Господин Сержан, в доме которого остановился Паганини, не стремится рассказывать о своем прошлом. Он – член революционного комитета, добровольно оставивший Францию в те дни, когда звезда ее свободы упала к ногам Первого консула. Спутник жизни Робеспьера и Марата, он был в Ницце в те годы, когда Шарлотта Робеспьер путалась на морском берегу с худощавым лейтенантом Бонапартом. Кто знал тогда, что этот лейтенант сделается императором французов! Теперь старичок Сержан, в темно-зеленом сюртуке, в чистом голландском белье, доживает свой век на морском берегу и сдает комнаты господину Паганини.
Но вечером, когда доктор Лаллеман сидит с этим старичком в саду на скамейке, Сержан рассказывает доктору историю мраморного креста, стоящего на другом берегу предместья. Павел III, римский папа, пленник Бонапарта, провел несколько дней в Ницце по пути в Савону. Ницца только что была присоединена к Франции приказом Бонапарта. Речка Вар, разделявшая в этом месте владения Франции и Италии, соединяла свои берега маленьким мостиком, и вот римский папа увидел на другом берегу коленопреклоненную женщину. Он один вышел из кареты и пошел ей навстречу. Там, где стоит мраморный крест, произошла трогательная встреча римского первосвященника и другой жертвы бонапартского деспотизма, королевы Этрурии, сосланной в этом году в город Ниццу.
– А девятого февраля тысяча восемьсот четырнадцатого года, – говорил Сержан, – на севере гремели пушечные громы. Бонапарт был низвержен, и уже другой пленник – папа Пий Седьмой – возвращался свободным в свою столицу.

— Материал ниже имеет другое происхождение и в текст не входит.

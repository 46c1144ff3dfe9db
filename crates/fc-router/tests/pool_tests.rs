//! ProcessPool Unit Tests
//!
//! Tests for:
//! - Pool creation and configuration
//! - Concurrent message processing
//! - Rate limiting behavior
//! - Message group ordering (FIFO)
//! - Capacity management
//! - Shutdown behavior

use std::sync::Arc;
use std::sync::atomic::{AtomicU32, Ordering};
use std::time::Duration;
use tokio::sync::oneshot;
use async_trait::async_trait;

use fc_common::{
    Message, BatchMessage, AckNack, PoolConfig, MediationType,
    MediationResult, MediationOutcome,
};
use fc_router::{ProcessPool, Mediator};

/// Mock mediator that tracks calls and can simulate delays/failures
struct MockMediator {
    call_count: AtomicU32,
    delay_ms: u64,
    should_fail: bool,
    /// Track message IDs in order they were processed
    processed_ids: parking_lot::Mutex<Vec<String>>,
}

impl MockMediator {
    fn new() -> Self {
        Self {
            call_count: AtomicU32::new(0),
            delay_ms: 0,
            should_fail: false,
            processed_ids: parking_lot::Mutex::new(Vec::new()),
        }
    }

    fn with_delay(delay_ms: u64) -> Self {
        Self {
            call_count: AtomicU32::new(0),
            delay_ms,
            should_fail: false,
            processed_ids: parking_lot::Mutex::new(Vec::new()),
        }
    }

    fn failing() -> Self {
        Self {
            call_count: AtomicU32::new(0),
            delay_ms: 0,
            should_fail: true,
            processed_ids: parking_lot::Mutex::new(Vec::new()),
        }
    }

    fn call_count(&self) -> u32 {
        self.call_count.load(Ordering::SeqCst)
    }

    fn processed_ids(&self) -> Vec<String> {
        self.processed_ids.lock().clone()
    }
}

#[async_trait]
impl Mediator for MockMediator {
    async fn mediate(&self, message: &Message) -> MediationOutcome {
        self.call_count.fetch_add(1, Ordering::SeqCst);
        self.processed_ids.lock().push(message.id.clone());

        if self.delay_ms > 0 {
            tokio::time::sleep(Duration::from_millis(self.delay_ms)).await;
        }

        if self.should_fail {
            MediationOutcome {
                result: MediationResult::ErrorProcess,
                delay_seconds: Some(1),
                status_code: Some(500),
                error_message: Some("Mock failure".to_string()),
            }
        } else {
            MediationOutcome::success()
        }
    }
}

fn create_test_message(id: &str, group_id: Option<&str>) -> Message {
    Message {
        id: id.to_string(),
        pool_code: "TEST".to_string(),
        auth_token: None,
        signing_secret: None,
        mediation_type: MediationType::HTTP,
        mediation_target: "http://localhost:8080/test".to_string(),
        message_group_id: group_id.map(|s| s.to_string()),
    }
}

fn create_batch_message(id: &str, group_id: Option<&str>) -> (BatchMessage, oneshot::Receiver<AckNack>) {
    let (tx, rx) = oneshot::channel();
    let msg = BatchMessage {
        message: create_test_message(id, group_id),
        receipt_handle: format!("receipt-{}", id),
        broker_message_id: Some(format!("broker-{}", id)),
        queue_identifier: "test-queue".to_string(),
        batch_id: Some("batch-1".to_string()),
        ack_tx: tx,
    };
    (msg, rx)
}

#[tokio::test]
async fn test_pool_creation() {
    let config = PoolConfig {
        code: "TEST".to_string(),
        concurrency: 5,
        rate_limit_per_minute: None,
    };
    let mediator = Arc::new(MockMediator::new());
    let pool = ProcessPool::new(config, mediator);

    assert_eq!(pool.code(), "TEST");
    assert_eq!(pool.concurrency(), 5);
    assert_eq!(pool.rate_limit_per_minute(), None);
}

#[tokio::test]
async fn test_pool_with_rate_limit() {
    let config = PoolConfig {
        code: "RATE_LIMITED".to_string(),
        concurrency: 10,
        rate_limit_per_minute: Some(100),
    };
    let mediator = Arc::new(MockMediator::new());
    let pool = ProcessPool::new(config, mediator);

    assert_eq!(pool.rate_limit_per_minute(), Some(100));
}

#[tokio::test]
async fn test_single_message_processing() {
    let config = PoolConfig {
        code: "TEST".to_string(),
        concurrency: 5,
        rate_limit_per_minute: None,
    };
    let mediator = Arc::new(MockMediator::new());
    let pool = Arc::new(ProcessPool::new(config, mediator.clone()));

    pool.start().await;

    let (batch_msg, rx) = create_batch_message("msg-1", None);
    pool.submit(batch_msg).await.unwrap();

    // Wait for processing
    let result = tokio::time::timeout(Duration::from_secs(5), rx).await;
    assert!(result.is_ok());

    let ack_nack = result.unwrap().unwrap();
    assert!(matches!(ack_nack, AckNack::Ack));
    assert_eq!(mediator.call_count(), 1);
}

#[tokio::test]
async fn test_multiple_messages_concurrent() {
    let config = PoolConfig {
        code: "TEST".to_string(),
        concurrency: 10,
        rate_limit_per_minute: None,
    };
    let mediator = Arc::new(MockMediator::with_delay(50));
    let pool = Arc::new(ProcessPool::new(config, mediator.clone()));

    pool.start().await;

    // Submit 5 messages concurrently
    let mut receivers = Vec::new();
    for i in 0..5 {
        let (batch_msg, rx) = create_batch_message(&format!("msg-{}", i), None);
        pool.submit(batch_msg).await.unwrap();
        receivers.push(rx);
    }

    // All should complete
    for rx in receivers {
        let result = tokio::time::timeout(Duration::from_secs(5), rx).await;
        assert!(result.is_ok());
        assert!(matches!(result.unwrap().unwrap(), AckNack::Ack));
    }

    assert_eq!(mediator.call_count(), 5);
}

#[tokio::test]
async fn test_message_group_fifo_ordering() {
    let config = PoolConfig {
        code: "TEST".to_string(),
        concurrency: 1, // Force sequential processing per group
        rate_limit_per_minute: None,
    };
    let mediator = Arc::new(MockMediator::with_delay(10));
    let pool = Arc::new(ProcessPool::new(config, mediator.clone()));

    pool.start().await;

    // Submit messages with same group - should be processed in order
    let mut receivers = Vec::new();
    for i in 0..5 {
        let (batch_msg, rx) = create_batch_message(&format!("msg-{}", i), Some("group-1"));
        pool.submit(batch_msg).await.unwrap();
        receivers.push(rx);
    }

    // Wait for all to complete
    for rx in receivers {
        let result = tokio::time::timeout(Duration::from_secs(10), rx).await;
        assert!(result.is_ok());
    }

    // Check order
    let processed = mediator.processed_ids();
    assert_eq!(processed.len(), 5);
    for i in 0..5 {
        assert_eq!(processed[i], format!("msg-{}", i));
    }
}

#[tokio::test]
async fn test_different_groups_parallel() {
    let config = PoolConfig {
        code: "TEST".to_string(),
        concurrency: 10,
        rate_limit_per_minute: None,
    };
    let mediator = Arc::new(MockMediator::with_delay(50));
    let pool = Arc::new(ProcessPool::new(config, mediator.clone()));

    pool.start().await;

    // Submit messages to different groups - should process in parallel
    let start = std::time::Instant::now();
    let mut receivers = Vec::new();

    for i in 0..5 {
        let (batch_msg, rx) = create_batch_message(
            &format!("msg-{}", i),
            Some(&format!("group-{}", i)), // Different groups
        );
        pool.submit(batch_msg).await.unwrap();
        receivers.push(rx);
    }

    // Wait for all
    for rx in receivers {
        let _ = tokio::time::timeout(Duration::from_secs(5), rx).await;
    }

    let elapsed = start.elapsed();
    // With 50ms delay per message and parallel processing,
    // should complete much faster than 250ms (5 * 50ms sequential)
    assert!(elapsed < Duration::from_millis(200), "Expected parallel processing, took {:?}", elapsed);
}

#[tokio::test]
async fn test_failed_message_nack() {
    let config = PoolConfig {
        code: "TEST".to_string(),
        concurrency: 5,
        rate_limit_per_minute: None,
    };
    let mediator = Arc::new(MockMediator::failing());
    let pool = Arc::new(ProcessPool::new(config, mediator.clone()));

    pool.start().await;

    let (batch_msg, rx) = create_batch_message("msg-1", None);
    pool.submit(batch_msg).await.unwrap();

    let result = tokio::time::timeout(Duration::from_secs(5), rx).await;
    assert!(result.is_ok());

    let ack_nack = result.unwrap().unwrap();
    assert!(matches!(ack_nack, AckNack::Nack { .. }));
}

#[tokio::test]
async fn test_pool_capacity() {
    let config = PoolConfig {
        code: "TEST".to_string(),
        concurrency: 2,
        rate_limit_per_minute: None,
    };
    let mediator = Arc::new(MockMediator::new());
    let pool = Arc::new(ProcessPool::new(config, mediator));

    pool.start().await;

    // Check available capacity
    let initial_capacity = pool.available_capacity();
    assert!(initial_capacity > 0);
}

#[tokio::test]
async fn test_pool_stats() {
    let config = PoolConfig {
        code: "STATS_TEST".to_string(),
        concurrency: 10,
        rate_limit_per_minute: Some(500),
    };
    let mediator = Arc::new(MockMediator::new());
    let pool = Arc::new(ProcessPool::new(config, mediator));

    pool.start().await;

    let stats = pool.get_stats();
    assert_eq!(stats.pool_code, "STATS_TEST");
    assert_eq!(stats.concurrency, 10);
    assert_eq!(stats.rate_limit_per_minute, Some(500));
    assert_eq!(stats.active_workers, 0);
    assert_eq!(stats.queue_size, 0);
}

#[tokio::test]
async fn test_pool_shutdown() {
    let config = PoolConfig {
        code: "TEST".to_string(),
        concurrency: 5,
        rate_limit_per_minute: None,
    };
    let mediator = Arc::new(MockMediator::new());
    let pool = Arc::new(ProcessPool::new(config, mediator));

    pool.start().await;
    pool.drain().await;

    // After drain, new messages should be rejected
    let (batch_msg, rx) = create_batch_message("msg-1", None);
    pool.submit(batch_msg).await.unwrap();

    let result = tokio::time::timeout(Duration::from_millis(100), rx).await;
    if let Ok(Ok(ack_nack)) = result {
        assert!(matches!(ack_nack, AckNack::Nack { .. }));
    }
}

#[tokio::test]
async fn test_pool_fully_drained() {
    let config = PoolConfig {
        code: "TEST".to_string(),
        concurrency: 5,
        rate_limit_per_minute: None,
    };
    let mediator = Arc::new(MockMediator::new());
    let pool = Arc::new(ProcessPool::new(config, mediator));

    pool.start().await;

    // Initially should be drained (no work)
    assert!(pool.is_fully_drained());

    pool.drain().await;
    pool.shutdown().await;
}
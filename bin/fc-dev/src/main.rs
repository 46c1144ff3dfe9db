//! FlowCatalyst Development Monolith
//!
//! All-in-one binary for local development containing:
//! - Message Router (with embedded SQLite queue)
//! - API Server (for publishing messages)
//! - Outbox Processor (configurable database backend)
//! - Metrics endpoint

use std::sync::Arc;
use std::time::Duration;
use clap::Parser;
use tokio::signal;
use tokio::sync::broadcast;
use tokio::net::TcpListener;
use anyhow::Result;
use tracing::{info, error};
use axum::{
    routing::get,
    response::Json,
    Router,
};
use tower_http::cors::{CorsLayer, Any};
use tower_http::trace::TraceLayer;

use fc_common::{RouterConfig, PoolConfig, QueueConfig};
use fc_router::{
    QueueManager, HttpMediator, LifecycleManager, LifecycleConfig,
    WarningService, WarningServiceConfig, HealthService, HealthServiceConfig,
    CircuitBreakerRegistry as RouterCircuitBreakerRegistry,
    api::create_router as create_api_router,
};
use fc_queue::sqlite::SqliteQueue;
use fc_queue::{QueuePublisher, EmbeddedQueue};
use fc_outbox::{OutboxProcessor, OutboxRepository};

use sqlx::sqlite::SqlitePoolOptions;
use sqlx::postgres::PgPoolOptions;

/// FlowCatalyst Development Server
#[derive(Parser, Debug)]
#[command(name = "fc-dev")]
#[command(about = "FlowCatalyst Development Monolith - All components in one binary")]
struct Args {
    /// API server port
    #[arg(long, env = "FC_API_PORT", default_value = "8080")]
    api_port: u16,

    /// Metrics server port
    #[arg(long, env = "FC_METRICS_PORT", default_value = "9090")]
    metrics_port: u16,

    /// Outbox database type: sqlite, postgres, mongo
    #[arg(long, env = "FC_OUTBOX_DB_TYPE", default_value = "sqlite")]
    outbox_db_type: String,

    /// Outbox database URL (for postgres/mongo)
    #[arg(long, env = "FC_OUTBOX_DB_URL")]
    outbox_db_url: Option<String>,

    /// MongoDB database name (when using mongo outbox)
    #[arg(long, env = "FC_OUTBOX_MONGO_DB", default_value = "flowcatalyst")]
    outbox_mongo_db: String,

    /// MongoDB collection name for outbox
    #[arg(long, env = "FC_OUTBOX_MONGO_COLLECTION", default_value = "outbox")]
    outbox_mongo_collection: String,

    /// Default pool concurrency
    #[arg(long, env = "FC_POOL_CONCURRENCY", default_value = "10")]
    pool_concurrency: u32,

    /// Enable outbox processor
    #[arg(long, env = "FC_OUTBOX_ENABLED", default_value = "false")]
    outbox_enabled: bool,

    /// Outbox poll interval in milliseconds
    #[arg(long, env = "FC_OUTBOX_POLL_INTERVAL_MS", default_value = "1000")]
    outbox_poll_interval_ms: u64,
}

#[tokio::main]
async fn main() -> Result<()> {
    // Initialize logging (JSON if LOG_FORMAT=json, text otherwise)
    fc_common::logging::init_logging("fc-dev");

    let args = Args::parse();

    info!("Starting FlowCatalyst Dev Monolith (Rust)");
    info!("API port: {}, Metrics port: {}", args.api_port, args.metrics_port);

    // Setup shutdown signal
    let (shutdown_tx, _) = broadcast::channel::<()>(1);

    // 1. Setup SQLite for embedded queue
    let queue_pool = SqlitePoolOptions::new()
        .max_connections(5)
        .connect("sqlite::memory:")
        .await?;

    // 2. Initialize embedded queue (SQLite-based, mimics SQS FIFO)
    let queue = Arc::new(SqliteQueue::new(
        queue_pool.clone(),
        "dev-queue".to_string(),
        30, // visibility timeout
    ));
    queue.init_schema().await?;
    info!("Embedded SQLite queue initialized");

    // 3. Initialize HTTP Mediator (dev mode: HTTP/1.1, shorter timeout)
    let mediator = Arc::new(HttpMediator::dev());

    // 4. Create QueueManager (central orchestrator)
    let queue_manager = Arc::new(QueueManager::new(mediator.clone()));
    queue_manager.add_consumer(queue.clone()).await;

    // 4b. Create Warning and Health services
    let warning_service = Arc::new(WarningService::new(WarningServiceConfig::default()));
    let health_service = Arc::new(HealthService::new(
        HealthServiceConfig::default(),
        warning_service.clone(),
    ));

    // 5. Apply router configuration
    let router_config = RouterConfig {
        processing_pools: vec![
            PoolConfig {
                code: "DEFAULT".to_string(),
                concurrency: args.pool_concurrency,
                rate_limit_per_minute: None,
            },
        ],
        queues: vec![
            QueueConfig {
                name: "dev-queue".to_string(),
                uri: "sqlite::memory:".to_string(),
                connections: 1,
                visibility_timeout: 30,
            },
        ],
    };
    queue_manager.apply_config(router_config).await?;

    // 6. Start lifecycle manager (visibility extension, health checks)
    let lifecycle = LifecycleManager::start(
        queue_manager.clone(),
        warning_service.clone(),
        health_service.clone(),
        LifecycleConfig::default(),
    );

    // 7. Setup outbox processor if enabled
    let outbox_handle = if args.outbox_enabled {
        let outbox_repo = create_outbox_repository(&args).await?;
        let outbox_publisher = OutboxQueuePublisher::new(queue.clone());

        let processor = OutboxProcessor::new(
            outbox_repo,
            Arc::new(outbox_publisher),
            Duration::from_millis(args.outbox_poll_interval_ms),
            100, // batch size
        );

        let mut shutdown_rx = shutdown_tx.subscribe();
        Some(tokio::spawn(async move {
            tokio::select! {
                _ = processor.start() => {}
                _ = shutdown_rx.recv() => {
                    info!("Outbox processor shutting down");
                }
            }
        }))
    } else {
        None
    };

    // 8. Start API server
    let router_circuit_breaker = Arc::new(RouterCircuitBreakerRegistry::default());
    let router_api = create_api_router(
        queue.clone(),
        queue_manager.clone(),
        warning_service.clone(),
        health_service.clone(),
        router_circuit_breaker,
    );

    let api_app = Router::new()
        .merge(router_api)
        .layer(TraceLayer::new_for_http())
        .layer(CorsLayer::new().allow_origin(Any).allow_methods(Any).allow_headers(Any));

    let api_addr = format!("0.0.0.0:{}", args.api_port);
    info!("API server listening on http://{}", api_addr);

    let api_listener = TcpListener::bind(&api_addr).await?;
    let api_handle = {
        let mut shutdown_rx = shutdown_tx.subscribe();
        tokio::spawn(async move {
            let server = axum::serve(api_listener, api_app);
            tokio::select! {
                result = server => {
                    if let Err(e) = result {
                        error!("API server error: {}", e);
                    }
                }
                _ = shutdown_rx.recv() => {
                    info!("API server shutting down");
                }
            }
        })
    };

    // 9. Start metrics server
    let metrics_addr = format!("0.0.0.0:{}", args.metrics_port);
    info!("Metrics server listening on http://{}/metrics", metrics_addr);

    let metrics_app = Router::new()
        .route("/metrics", get(metrics_handler))
        .route("/health", get(health_handler));

    let metrics_listener = TcpListener::bind(&metrics_addr).await?;
    let metrics_handle = {
        let mut shutdown_rx = shutdown_tx.subscribe();
        tokio::spawn(async move {
            let server = axum::serve(metrics_listener, metrics_app);
            tokio::select! {
                result = server => {
                    if let Err(e) = result {
                        error!("Metrics server error: {}", e);
                    }
                }
                _ = shutdown_rx.recv() => {
                    info!("Metrics server shutting down");
                }
            }
        })
    };

    // 10. Start QueueManager (blocking - runs consumer loops)
    let manager_handle = {
        let manager = queue_manager.clone();
        let mut shutdown_rx = shutdown_tx.subscribe();
        tokio::spawn(async move {
            tokio::select! {
                result = manager.clone().start() => {
                    if let Err(e) = result {
                        error!("QueueManager error: {}", e);
                    }
                }
                _ = shutdown_rx.recv() => {
                    info!("QueueManager received shutdown signal");
                    manager.shutdown().await;
                }
            }
        })
    };

    info!("FlowCatalyst Dev Monolith started successfully");
    info!("Press Ctrl+C to shutdown");

    // Wait for shutdown signal
    shutdown_signal().await;
    info!("Shutdown signal received, initiating graceful shutdown...");

    // Broadcast shutdown to all components
    let _ = shutdown_tx.send(());

    // Stop lifecycle manager
    lifecycle.shutdown().await;

    // Wait for all handles with timeout
    let shutdown_timeout = Duration::from_secs(30);
    let _ = tokio::time::timeout(shutdown_timeout, async {
        let _ = api_handle.await;
        let _ = metrics_handle.await;
        let _ = manager_handle.await;
        if let Some(h) = outbox_handle {
            let _ = h.await;
        }
    }).await;

    info!("FlowCatalyst Dev Monolith shutdown complete");
    Ok(())
}

async fn create_outbox_repository(args: &Args) -> Result<Arc<dyn OutboxRepository>> {
    match args.outbox_db_type.as_str() {
        "sqlite" => {
            let url = args.outbox_db_url.as_deref().unwrap_or("sqlite::memory:");
            let pool = SqlitePoolOptions::new()
                .max_connections(2)
                .connect(url)
                .await?;
            let repo = fc_outbox::sqlite::SqliteOutboxRepository::new(pool);
            repo.init_schema().await?;
            info!("Outbox using SQLite: {}", url);
            Ok(Arc::new(repo))
        }
        "postgres" => {
            let url = args.outbox_db_url.as_ref()
                .ok_or_else(|| anyhow::anyhow!("FC_OUTBOX_DB_URL required for postgres"))?;
            let pool = PgPoolOptions::new()
                .max_connections(5)
                .connect(url)
                .await?;
            let repo = fc_outbox::postgres::PostgresOutboxRepository::new(pool);
            repo.init_schema().await?;
            info!("Outbox using PostgreSQL");
            Ok(Arc::new(repo))
        }
        "mongo" => {
            let url = args.outbox_db_url.as_ref()
                .ok_or_else(|| anyhow::anyhow!("FC_OUTBOX_DB_URL required for mongo"))?;
            let client = mongodb::Client::with_uri_str(url).await?;
            let repo = fc_outbox::mongo::MongoOutboxRepository::new(
                client,
                &args.outbox_mongo_db,
            );
            info!("Outbox using MongoDB: {} (collections: outbox_events, outbox_dispatch_jobs)", args.outbox_mongo_db);
            Ok(Arc::new(repo))
        }
        other => {
            Err(anyhow::anyhow!("Unknown outbox database type: {}. Use sqlite, postgres, or mongo", other))
        }
    }
}

/// Adapter to use QueuePublisher as outbox publisher
struct OutboxQueuePublisher {
    queue: Arc<dyn QueuePublisher>,
}

impl OutboxQueuePublisher {
    fn new(queue: Arc<dyn QueuePublisher>) -> Self {
        Self { queue }
    }
}

#[async_trait::async_trait]
impl fc_outbox::QueuePublisher for OutboxQueuePublisher {
    async fn publish(&self, message: fc_common::Message) -> Result<()> {
        self.queue.publish(message).await
            .map_err(|e| anyhow::anyhow!("Queue publish error: {}", e))?;
        Ok(())
    }
}

async fn metrics_handler() -> &'static str {
    // In a real implementation, you'd use metrics-exporter-prometheus
    // For now, return basic Prometheus format
    "# HELP fc_up FlowCatalyst is up\n# TYPE fc_up gauge\nfc_up 1\n"
}

async fn health_handler() -> Json<serde_json::Value> {
    Json(serde_json::json!({
        "status": "UP",
        "version": env!("CARGO_PKG_VERSION"),
        "components": {
            "queue": "UP",
            "router": "UP"
        }
    }))
}

async fn shutdown_signal() {
    let ctrl_c = async {
        signal::ctrl_c()
            .await
            .expect("failed to install Ctrl+C handler");
    };

    #[cfg(unix)]
    let terminate = async {
        signal::unix::signal(signal::unix::SignalKind::terminate())
            .expect("failed to install signal handler")
            .recv()
            .await;
    };

    #[cfg(not(unix))]
    let terminate = std::future::pending::<()>();

    tokio::select! {
        _ = ctrl_c => {},
        _ = terminate => {},
    }
}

Этот мраморный крест, поставленный раболепными горожанами, внушал Сержану жестокое отвращение.
– Здешнее население суеверно, – говорил он доктору Лаллеману. – Впрочем, я уже много лет как дал обед вечного политического молчания.
В дни, когда доктор был наиболее встревожен газетными заметками о возобновлении судебного процесса и о доведении всего дела о «Казино» до королевского суда, Паганини внезапно почувствовал улучшение.
Чистый, отчетливый тон появлялся в сипящих словах, когда Паганини шевелил губами, и хотя Лаллеман был уверен в кратковременности новой вспышки энергии, он был поражен необыкновенной стойкостью этого организма простолюдина, этого истого генуэзца, худощавого, сухопарого, с жилами, похожими на стальные канаты, человека, проделавшего столько километров гигантского пути по Европе, сколько поколение наполеоновских генералов не покрывало в походах. Паганини сам любил говорить в эти дни о том, что «можно измерить до последнего пальма расстояние от эстрады к эстраде, от города к городу». Так вся жизнь прошла в карете, в гостиницах, в концертных залах, в придорожных трактирах, в роскошных отелях, куда Паганини переносил невзыскательные привычки человека, привыкшего жить впроголодь.